Collected data entries:
- - -
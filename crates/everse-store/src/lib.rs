pub mod app_config;
pub mod books;
pub mod database;
pub mod error;
pub mod row_helpers;
pub mod schema;
pub mod settings;
pub mod songs;

pub use app_config::AppConfigRepo;
pub use books::{BookRepo, BookRow};
pub use database::Database;
pub use error::StoreError;
pub use settings::SettingsRepo;
pub use songs::{NewSong, SongRepo, SongRow, VerseRow};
- - -
Description of the task - Write out again, exactly as they appear above, the lines from the one containing "pub use error::StoreError;" to the final line, and only those.

Answer to this problem -
pub use error::StoreError;
pub use settings::SettingsRepo;
pub use songs::{NewSong, SongRepo, SongRow, VerseRow};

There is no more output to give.